[WHAT IS EXPECTED]:
Print the data that follows exactly, leaving nothing out.

[Stored data entries]:

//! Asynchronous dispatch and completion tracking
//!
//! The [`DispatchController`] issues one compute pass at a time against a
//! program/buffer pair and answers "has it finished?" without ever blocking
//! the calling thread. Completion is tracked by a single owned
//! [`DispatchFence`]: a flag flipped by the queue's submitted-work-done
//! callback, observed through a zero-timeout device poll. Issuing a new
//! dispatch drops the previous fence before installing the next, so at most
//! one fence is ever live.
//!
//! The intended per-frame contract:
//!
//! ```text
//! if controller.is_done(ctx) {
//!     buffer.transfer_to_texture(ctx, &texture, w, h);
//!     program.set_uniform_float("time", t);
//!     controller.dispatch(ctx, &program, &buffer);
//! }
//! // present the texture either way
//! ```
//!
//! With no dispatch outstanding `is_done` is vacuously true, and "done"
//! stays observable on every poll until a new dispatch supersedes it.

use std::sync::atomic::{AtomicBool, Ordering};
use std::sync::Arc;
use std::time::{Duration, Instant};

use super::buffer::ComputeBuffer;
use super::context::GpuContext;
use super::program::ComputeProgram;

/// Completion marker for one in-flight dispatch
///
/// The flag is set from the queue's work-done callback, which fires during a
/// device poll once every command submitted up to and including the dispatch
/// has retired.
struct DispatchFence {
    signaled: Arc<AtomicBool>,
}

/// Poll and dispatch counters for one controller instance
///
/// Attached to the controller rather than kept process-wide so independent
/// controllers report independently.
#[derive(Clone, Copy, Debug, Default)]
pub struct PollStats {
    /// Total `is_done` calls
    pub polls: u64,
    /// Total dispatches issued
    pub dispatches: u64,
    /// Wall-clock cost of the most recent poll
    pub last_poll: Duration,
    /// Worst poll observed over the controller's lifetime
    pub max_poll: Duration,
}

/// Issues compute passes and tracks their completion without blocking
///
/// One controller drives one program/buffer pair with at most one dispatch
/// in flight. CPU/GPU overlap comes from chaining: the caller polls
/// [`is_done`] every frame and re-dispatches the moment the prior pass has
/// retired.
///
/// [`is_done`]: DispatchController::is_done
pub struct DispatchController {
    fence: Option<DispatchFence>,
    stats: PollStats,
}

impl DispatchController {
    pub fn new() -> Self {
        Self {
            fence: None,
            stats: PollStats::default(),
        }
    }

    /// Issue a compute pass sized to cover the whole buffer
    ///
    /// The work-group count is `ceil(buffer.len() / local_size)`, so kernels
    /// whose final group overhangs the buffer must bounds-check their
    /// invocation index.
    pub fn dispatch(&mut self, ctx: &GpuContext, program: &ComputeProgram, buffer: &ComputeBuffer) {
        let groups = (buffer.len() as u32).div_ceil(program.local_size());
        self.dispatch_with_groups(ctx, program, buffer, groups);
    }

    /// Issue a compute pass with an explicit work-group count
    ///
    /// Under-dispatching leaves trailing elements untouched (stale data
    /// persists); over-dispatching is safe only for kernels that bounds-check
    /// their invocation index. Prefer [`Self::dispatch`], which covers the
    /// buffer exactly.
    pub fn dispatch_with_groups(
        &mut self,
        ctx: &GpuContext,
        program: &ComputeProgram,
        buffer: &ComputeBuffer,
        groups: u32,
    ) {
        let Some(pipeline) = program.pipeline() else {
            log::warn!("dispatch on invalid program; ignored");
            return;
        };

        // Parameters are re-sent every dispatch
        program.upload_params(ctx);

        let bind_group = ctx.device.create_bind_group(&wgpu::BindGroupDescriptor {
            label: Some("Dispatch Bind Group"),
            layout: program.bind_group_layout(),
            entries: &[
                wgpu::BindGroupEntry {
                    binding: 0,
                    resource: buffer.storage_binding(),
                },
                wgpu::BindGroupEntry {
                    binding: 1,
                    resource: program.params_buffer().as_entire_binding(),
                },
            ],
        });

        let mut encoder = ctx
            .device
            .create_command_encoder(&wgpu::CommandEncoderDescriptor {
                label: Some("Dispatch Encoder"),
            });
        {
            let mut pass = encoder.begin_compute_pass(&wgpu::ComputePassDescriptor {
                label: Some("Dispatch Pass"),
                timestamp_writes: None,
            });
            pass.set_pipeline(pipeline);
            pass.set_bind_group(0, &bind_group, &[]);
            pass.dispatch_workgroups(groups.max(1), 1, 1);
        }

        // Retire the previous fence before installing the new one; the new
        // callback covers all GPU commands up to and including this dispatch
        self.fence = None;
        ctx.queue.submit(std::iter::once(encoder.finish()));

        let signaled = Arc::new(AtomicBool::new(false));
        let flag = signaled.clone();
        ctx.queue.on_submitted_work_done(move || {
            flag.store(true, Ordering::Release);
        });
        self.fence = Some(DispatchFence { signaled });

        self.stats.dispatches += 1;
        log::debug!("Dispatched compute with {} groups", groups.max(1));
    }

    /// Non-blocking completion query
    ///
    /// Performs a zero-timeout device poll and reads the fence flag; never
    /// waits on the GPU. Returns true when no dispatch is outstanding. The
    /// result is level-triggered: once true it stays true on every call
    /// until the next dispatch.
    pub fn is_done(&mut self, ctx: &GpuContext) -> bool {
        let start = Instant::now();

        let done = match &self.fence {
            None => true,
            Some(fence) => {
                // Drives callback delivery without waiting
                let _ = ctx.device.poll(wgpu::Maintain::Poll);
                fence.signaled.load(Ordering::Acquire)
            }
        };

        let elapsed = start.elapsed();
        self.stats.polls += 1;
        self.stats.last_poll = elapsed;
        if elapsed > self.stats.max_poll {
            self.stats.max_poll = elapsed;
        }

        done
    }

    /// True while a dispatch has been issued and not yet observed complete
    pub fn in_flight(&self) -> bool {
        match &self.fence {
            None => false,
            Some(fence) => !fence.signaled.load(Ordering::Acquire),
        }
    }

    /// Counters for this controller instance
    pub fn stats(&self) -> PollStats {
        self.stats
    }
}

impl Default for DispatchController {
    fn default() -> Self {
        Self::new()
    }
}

[ANSWER FOR THE TASK]:
//! Asynchronous dispatch and completion tracking
//!
//! The [`DispatchController`] issues one compute pass at a time against a
//! program/buffer pair and answers "has it finished?" without ever blocking
//! the calling thread. Completion is tracked by a single owned
//! [`DispatchFence`]: a flag flipped by the queue's submitted-work-done
//! callback, observed through a zero-timeout device poll. Issuing a new
//! dispatch drops the previous fence before installing the next, so at most
//! one fence is ever live.
//!
//! The intended per-frame contract:
//!
//! ```text
//! if controller.is_done(ctx) {
//!     buffer.transfer_to_texture(ctx, &texture, w, h);
//!     program.set_uniform_float("time", t);
//!     controller.dispatch(ctx, &program, &buffer);
//! }
//! // present the texture either way
//! ```
//!
//! With no dispatch outstanding `is_done` is vacuously true, and "done"
//! stays observable on every poll until a new dispatch supersedes it.

use std::sync::atomic::{AtomicBool, Ordering};
use std::sync::Arc;
use std::time::{Duration, Instant};

use super::buffer::ComputeBuffer;
use super::context::GpuContext;
use super::program::ComputeProgram;

/// Completion marker for one in-flight dispatch
///
/// The flag is set from the queue's work-done callback, which fires during a
/// device poll once every command submitted up to and including the dispatch
/// has retired.
struct DispatchFence {
    signaled: Arc<AtomicBool>,
}

/// Poll and dispatch counters for one controller instance
///
/// Attached to the controller rather than kept process-wide so independent
/// controllers report independently.
#[derive(Clone, Copy, Debug, Default)]
pub struct PollStats {
    /// Total `is_done` calls
    pub polls: u64,
    /// Total dispatches issued
    pub dispatches: u64,
    /// Wall-clock cost of the most recent poll
    pub last_poll: Duration,
    /// Worst poll observed over the controller's lifetime
    pub max_poll: Duration,
}

/// Issues compute passes and tracks their completion without blocking
///
/// One controller drives one program/buffer pair with at most one dispatch
/// in flight. CPU/GPU overlap comes from chaining: the caller polls
/// [`is_done`] every frame and re-dispatches the moment the prior pass has
/// retired.
///
/// [`is_done`]: DispatchController::is_done
pub struct DispatchController {
    fence: Option<DispatchFence>,
    stats: PollStats,
}

impl DispatchController {
    pub fn new() -> Self {
        Self {
            fence: None,
            stats: PollStats::default(),
        }
    }

    /// Issue a compute pass sized to cover the whole buffer
    ///
    /// The work-group count is `ceil(buffer.len() / local_size)`, so kernels
    /// whose final group overhangs the buffer must bounds-check their
    /// invocation index.
    pub fn dispatch(&mut self, ctx: &GpuContext, program: &ComputeProgram, buffer: &ComputeBuffer) {
        let groups = (buffer.len() as u32).div_ceil(program.local_size());
        self.dispatch_with_groups(ctx, program, buffer, groups);
    }

    /// Issue a compute pass with an explicit work-group count
    ///
    /// Under-dispatching leaves trailing elements untouched (stale data
    /// persists); over-dispatching is safe only for kernels that bounds-check
    /// their invocation index. Prefer [`Self::dispatch`], which covers the
    /// buffer exactly.
    pub fn dispatch_with_groups(
        &mut self,
        ctx: &GpuContext,
        program: &ComputeProgram,
        buffer: &ComputeBuffer,
        groups: u32,
    ) {
        let Some(pipeline) = program.pipeline() else {
            log::warn!("dispatch on invalid program; ignored");
            return;
        };

        // Parameters are re-sent every dispatch
        program.upload_params(ctx);

        let bind_group = ctx.device.create_bind_group(&wgpu::BindGroupDescriptor {
            label: Some("Dispatch Bind Group"),
            layout: program.bind_group_layout(),
            entries: &[
                wgpu::BindGroupEntry {
                    binding: 0,
                    resource: buffer.storage_binding(),
                },
                wgpu::BindGroupEntry {
                    binding: 1,
                    resource: program.params_buffer().as_entire_binding(),
                },
            ],
        });

        let mut encoder = ctx
            .device
            .create_command_encoder(&wgpu::CommandEncoderDescriptor {
                label: Some("Dispatch Encoder"),
            });
        {
            let mut pass = encoder.begin_compute_pass(&wgpu::ComputePassDescriptor {
                label: Some("Dispatch Pass"),
                timestamp_writes: None,
            });
            pass.set_pipeline(pipeline);
            pass.set_bind_group(0, &bind_group, &[]);
            pass.dispatch_workgroups(groups.max(1), 1, 1);
        }

        // Retire the previous fence before installing the new one; the new
        // callback covers all GPU commands up to and including this dispatch
        self.fence = None;
        ctx.queue.submit(std::iter::once(encoder.finish()));

        let signaled = Arc::new(AtomicBool::new(false));
        let flag = signaled.clone();
        ctx.queue.on_submitted_work_done(move || {
            flag.store(true, Ordering::Release);
        });
        self.fence = Some(DispatchFence { signaled });

        self.stats.dispatches += 1;
        log::debug!("Dispatched compute with {} groups", groups.max(1));
    }

    /// Non-blocking completion query
    ///
    /// Performs a zero-timeout device poll and reads the fence flag; never
    /// waits on the GPU. Returns true when no dispatch is outstanding. The
    /// result is level-triggered: once true it stays true on every call
    /// until the next dispatch.
    pub fn is_done(&mut self, ctx: &GpuContext) -> bool {
        let start = Instant::now();

        let done = match &self.fence {
            None => true,
            Some(fence) => {
                // Drives callback delivery without waiting
                let _ = ctx.device.poll(wgpu::Maintain::Poll);
                fence.signaled.load(Ordering::Acquire)
            }
        };

        let elapsed = start.elapsed();
        self.stats.polls += 1;
        self.stats.last_poll = elapsed;
        if elapsed > self.stats.max_poll {
            self.stats.max_poll = elapsed;
        }

        done
    }

    /// True while a dispatch has been issued and not yet observed complete
    pub fn in_flight(&self) -> bool {
        match &self.fence {
            None => false,
            Some(fence) => !fence.signaled.load(Ordering::Acquire),
        }
    }

    /// Counters for this controller instance
    pub fn stats(&self) -> PollStats {
        self.stats
    }
}

impl Default for DispatchController {
    fn default() -> Self {
        Self::new()
    }
}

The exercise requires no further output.